January 18, 2012

Autophagy

A very key highlight of Craig's presentation at the Noble Financial Capital Markets' Eighth Annual Equity Conference were his reference to and comments on:
  • Work by Michaud et al, presented in Science Magazine (and reported by Genetic Engineering & Biotechnology News). See here, here and here.
This independent, peer reviewed work shows (confirms) what Craig and his team have been saying for 10-12 years -- that autophagy generates anti-tumor immunity, which is t-cell independent.

The GEN article provides a nice synopsis of Michaud et al. work: "Autophagy of chemotherapy-treated dying cancer cells is necessary for triggering additional anticancer immune responses against remaining tumor cells..."

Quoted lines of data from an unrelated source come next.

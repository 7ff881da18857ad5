//! Expression tree
//!
//! The expression language shared by access-policy predicates (WHEN / USING)
//! and compiled query bodies. Expressions evaluate to *sets* of values; a
//! single value is a one-element set and "null" is the empty set.
//!
//! Path hops carry optional compiler-inserted metadata:
//! - an [`AccessGuard`] naming the per-type visibility filters to apply to
//!   the objects the hop produces
//! - a [`PointerMultiplicity`] recording the declared cardinality of the
//!   traversed link, so violations can be detected after filtering
//!
//! Both are `None` in user-written expressions and are filled in by the
//! query rewriter.

use crate::access::PolicyAction;
use crate::name::TypeName;
use crate::value::Value;
use std::collections::BTreeMap;
use std::fmt;
use std::sync::Arc;

/// A single navigation step
#[derive(Debug, Clone, PartialEq, Eq)]
pub enum Step {
    /// Forward traversal of a link or property (`.owner`)
    Pointer(String),
    /// Reverse traversal of a link (`.<references`, `.<references[IS User]`)
    Backlink {
        link: String,
        source: Option<TypeName>,
    },
    /// Type intersection (`[IS Issue]`)
    Is(TypeName),
}

/// Visibility filters for the objects produced by a hop or set reference.
///
/// Keyed by concrete type. A concrete type with no entry is unrestricted.
#[derive(Debug, Clone, PartialEq)]
pub struct AccessGuard {
    pub action: PolicyAction,
    pub filters: BTreeMap<TypeName, Expr>,
}

impl AccessGuard {
    pub fn new(action: PolicyAction) -> Self {
        Self {
            action,
            filters: BTreeMap::new(),
        }
    }

    /// Filter for objects of exactly `ty`, if that type is restricted
    pub fn filter_for(&self, ty: &str) -> Option<&Expr> {
        self.filters.get(ty)
    }

    pub fn is_empty(&self) -> bool {
        self.filters.is_empty()
    }
}

/// Declared multiplicity of a traversed link
#[derive(Debug, Clone, PartialEq, Eq)]
pub struct PointerMultiplicity {
    /// Type that declares the pointer (used in violation messages)
    pub owner: TypeName,
    pub pointer: String,
    pub required: bool,
    pub single: bool,
}

/// One path hop with its compiler metadata
#[derive(Debug, Clone, PartialEq)]
pub struct PathExpr {
    pub source: Expr,
    pub step: Step,
    pub guard: Option<Arc<AccessGuard>>,
    pub multiplicity: Option<PointerMultiplicity>,
}

/// Expression node
#[derive(Debug, Clone, PartialEq)]
pub enum Expr {
    /// Literal set
    Const(Vec<Value>),
    /// Session global (`global cur_user`)
    Global(String),
    /// The object currently in scope (`__subject__`, or the shape/filter element)
    Subject,
    /// Every object of a type and its subtypes
    Objects {
        ty: TypeName,
        guard: Option<Arc<AccessGuard>>,
    },
    Path(Box<PathExpr>),
    /// Keep elements of `source` for which `predicate` contains `true`
    Filter {
        source: Box<Expr>,
        predicate: Box<Expr>,
    },
    Not(Box<Expr>),
    And(Vec<Expr>),
    Or(Vec<Expr>),
    /// `=`
    Eq(Box<Expr>, Box<Expr>),
    /// `?=` (two empty sets are equal)
    OptEq(Box<Expr>, Box<Expr>),
    /// `IN`
    In(Box<Expr>, Box<Expr>),
    /// `??`
    Coalesce(Box<Expr>, Box<Expr>),
    Exists(Box<Expr>),
}

impl Expr {
    pub fn bool(value: bool) -> Self {
        Expr::Const(vec![Value::Bool(value)])
    }

    pub fn int(value: i64) -> Self {
        Expr::Const(vec![Value::Int(value)])
    }

    pub fn string(value: impl AsRef<str>) -> Self {
        Expr::Const(vec![Value::str(value)])
    }

    pub fn value(value: impl Into<Value>) -> Self {
        Expr::Const(vec![value.into()])
    }

    /// The empty set
    pub fn empty() -> Self {
        Expr::Const(Vec::new())
    }

    pub fn global(name: impl Into<String>) -> Self {
        Expr::Global(name.into())
    }

    pub fn subject() -> Self {
        Expr::Subject
    }

    pub fn objects(ty: impl Into<TypeName>) -> Self {
        Expr::Objects {
            ty: ty.into(),
            guard: None,
        }
    }

    /// Conjunction of all terms (`true` when empty)
    pub fn all(terms: Vec<Expr>) -> Self {
        Expr::And(terms)
    }

    /// Disjunction of all terms (`false` when empty)
    pub fn any(terms: Vec<Expr>) -> Self {
        Expr::Or(terms)
    }

    fn step(self, step: Step) -> Self {
        Expr::Path(Box::new(PathExpr {
            source: self,
            step,
            guard: None,
            multiplicity: None,
        }))
    }

    /// `.name`
    pub fn ptr(self, name: impl Into<String>) -> Self {
        self.step(Step::Pointer(name.into()))
    }

    /// `.<link`
    pub fn backlink(self, link: impl Into<String>) -> Self {
        self.step(Step::Backlink {
            link: link.into(),
            source: None,
        })
    }

    /// `.<link[IS ty]`
    pub fn backlink_from(self, link: impl Into<String>, ty: impl Into<TypeName>) -> Self {
        self.step(Step::Backlink {
            link: link.into(),
            source: Some(ty.into()),
        })
    }

    /// `[IS ty]`
    pub fn is(self, ty: impl Into<TypeName>) -> Self {
        self.step(Step::Is(ty.into()))
    }

    /// `self FILTER predicate`
    pub fn filter(self, predicate: Expr) -> Self {
        Expr::Filter {
            source: Box::new(self),
            predicate: Box::new(predicate),
        }
    }

    /// `NOT self`
    pub fn negate(self) -> Self {
        Expr::Not(Box::new(self))
    }

    /// `self = other`
    pub fn equals(self, other: Expr) -> Self {
        Expr::Eq(Box::new(self), Box::new(other))
    }

    /// `self ?= other`
    pub fn opt_equals(self, other: Expr) -> Self {
        Expr::OptEq(Box::new(self), Box::new(other))
    }

    /// `self IN set`
    pub fn is_in(self, set: Expr) -> Self {
        Expr::In(Box::new(self), Box::new(set))
    }

    /// `self ?? fallback`
    pub fn coalesce(self, fallback: Expr) -> Self {
        Expr::Coalesce(Box::new(self), Box::new(fallback))
    }

    /// `EXISTS self`
    pub fn exists(self) -> Self {
        Expr::Exists(Box::new(self))
    }

    /// `Some(b)` if this is the literal singleton `{b}`
    pub fn as_const_bool(&self) -> Option<bool> {
        match self {
            Expr::Const(values) if values.len() == 1 => values[0].as_bool(),
            _ => None,
        }
    }

    pub fn is_const(&self) -> bool {
        matches!(self, Expr::Const(_))
    }

    /// True if evaluation depends on the object in scope.
    ///
    /// Filter predicates rebind the subject, so only their source counts.
    pub fn references_subject(&self) -> bool {
        match self {
            Expr::Subject => true,
            Expr::Const(_) | Expr::Global(_) | Expr::Objects { .. } => false,
            Expr::Path(path) => path.source.references_subject(),
            Expr::Filter { source, .. } => source.references_subject(),
            Expr::Not(inner) | Expr::Exists(inner) => inner.references_subject(),
            Expr::And(terms) | Expr::Or(terms) => terms.iter().any(Expr::references_subject),
            Expr::Eq(l, r) | Expr::OptEq(l, r) | Expr::In(l, r) | Expr::Coalesce(l, r) => {
                l.references_subject() || r.references_subject()
            }
        }
    }
}

impl fmt::Display for Step {
    fn fmt(&self, f: &mut fmt::Formatter<'_>) -> fmt::Result {
        match self {
            Step::Pointer(name) => write!(f, ".{}", name),
            Step::Backlink { link, source: None } => write!(f, ".<{}", link),
            Step::Backlink {
                link,
                source: Some(ty),
            } => write!(f, ".<{}[IS {}]", link, ty),
            Step::Is(ty) => write!(f, "[IS {}]", ty),
        }
    }
}

/// Compact EdgeQL-like rendering, used in debug logging
impl fmt::Display for Expr {
    fn fmt(&self, f: &mut fmt::Formatter<'_>) -> fmt::Result {
        fn join(f: &mut fmt::Formatter<'_>, terms: &[Expr], op: &str) -> fmt::Result {
            write!(f, "(")?;
            for (i, term) in terms.iter().enumerate() {
                if i > 0 {
                    write!(f, " {} ", op)?;
                }
                write!(f, "{}", term)?;
            }
            write!(f, ")")
        }

        match self {
            Expr::Const(values) if values.len() == 1 => write!(f, "{}", values[0]),
            Expr::Const(values) => {
                write!(f, "{{")?;
                for (i, v) in values.iter().enumerate() {
                    if i > 0 {
                        write!(f, ", ")?;
                    }
                    write!(f, "{}", v)?;
                }
                write!(f, "}}")
            }
            Expr::Global(name) => write!(f, "global {}", name),
            Expr::Subject => write!(f, "__subject__"),
            Expr::Objects { ty, .. } => write!(f, "{}", ty),
            Expr::Path(path) => write!(f, "{}{}", path.source, path.step),
            Expr::Filter { source, predicate } => write!(f, "({} FILTER {})", source, predicate),
            Expr::Not(inner) => write!(f, "NOT {}", inner),
            Expr::And(terms) if terms.is_empty() => write!(f, "true"),
            Expr::Or(terms) if terms.is_empty() => write!(f, "false"),
            Expr::And(terms) => join(f, terms, "AND"),
            Expr::Or(terms) => join(f, terms, "OR"),
            Expr::Eq(l, r) => write!(f, "({} = {})", l, r),
            Expr::OptEq(l, r) => write!(f, "({} ?= {})", l, r),
            Expr::In(l, r) => write!(f, "({} IN {})", l, r),
            Expr::Coalesce(l, r) => write!(f, "({} ?? {})", l, r),
            Expr::Exists(inner) => write!(f, "EXISTS {}", inner),
        }
    }
}

#[cfg(test)]
mod tests {
    use super::*;

    #[test]
    fn test_builders_produce_paths() {
        let expr = Expr::subject().ptr("owner").ptr("name");
        let Expr::Path(outer) = &expr else {
            panic!("expected path");
        };
        assert_eq!(outer.step, Step::Pointer("name".into()));
        assert!(outer.guard.is_none());
        assert!(matches!(&outer.source, Expr::Path(inner) if inner.source == Expr::Subject));
    }

    #[test]
    fn test_const_bool() {
        assert_eq!(Expr::bool(true).as_const_bool(), Some(true));
        assert_eq!(Expr::empty().as_const_bool(), None);
        assert_eq!(Expr::string("x").as_const_bool(), None);
    }

    #[test]
    fn test_references_subject() {
        assert!(Expr::subject().ptr("owner").references_subject());
        assert!(!Expr::global("cur_user").references_subject());
        // predicate subject is rebound to the filtered element
        let filtered = Expr::objects("User").filter(Expr::subject().ptr("name").equals(Expr::string("Yury")));
        assert!(!filtered.references_subject());
        assert!(Expr::global("cur_user")
            .is_in(Expr::subject().ptr("watchers").ptr("name"))
            .coalesce(Expr::bool(false))
            .references_subject());
    }

    #[test]
    fn test_display() {
        let expr = Expr::subject()
            .ptr("owner")
            .ptr("name")
            .opt_equals(Expr::global("cur_user"));
        assert_eq!(expr.to_string(), "(__subject__.owner.name ?= global cur_user)");
        assert_eq!(
            Expr::objects("URL").backlink_from("references", "User").to_string(),
            "URL.<references[IS User]"
        );
        assert_eq!(Expr::all(vec![]).to_string(), "true");
    }
}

The abstract of the Science Magazine article is here: "Autophagy can promote the survival of tumor cells through nutrients recovered from degrading and recycling damaged organelles. How this mechanism can stimulate or limit the immune system's attack on tumor cells has not been well understood. Michaud et al. show that in mice, chemotherapy-induced autophagy causes the release of adenosine 5′-triphosphate (ATP) from tumor cells, thereby stimulating antitumor immune responses."

The abstract of Michaud et al's work is here: "Antineoplastic chemotherapies are particularly efficient when they elicit immunogenic cell death, thus provoking an anticancer immune response. Here we demonstrate that autophagy, which is often disabled in cancer, is dispensable for chemotherapy-induced cell death but required for its immunogenicity. In response to chemotherapy, autophagy-competent, but not autophagy-deficient, cancers attracted dendritic cells and T lymphocytes into the tumor bed. Suppression of autophagy inhibited the release of adenosine triphosphate (ATP) from dying tumor cells. Conversely, inhibition of extracellular ATP-degrading enzymes increased pericellular ATP in autophagy-deficient tumors, reestablished the recruitment of immune cells, and restored chemotherapeutic responses but only in immunocompetent hosts. Thus, autophagy is essential for the immunogenic release of ATP from dying cells, and increased extracellular ATP concentrations improve the efficacy of antineoplastic chemotherapies when autophagy is disabled."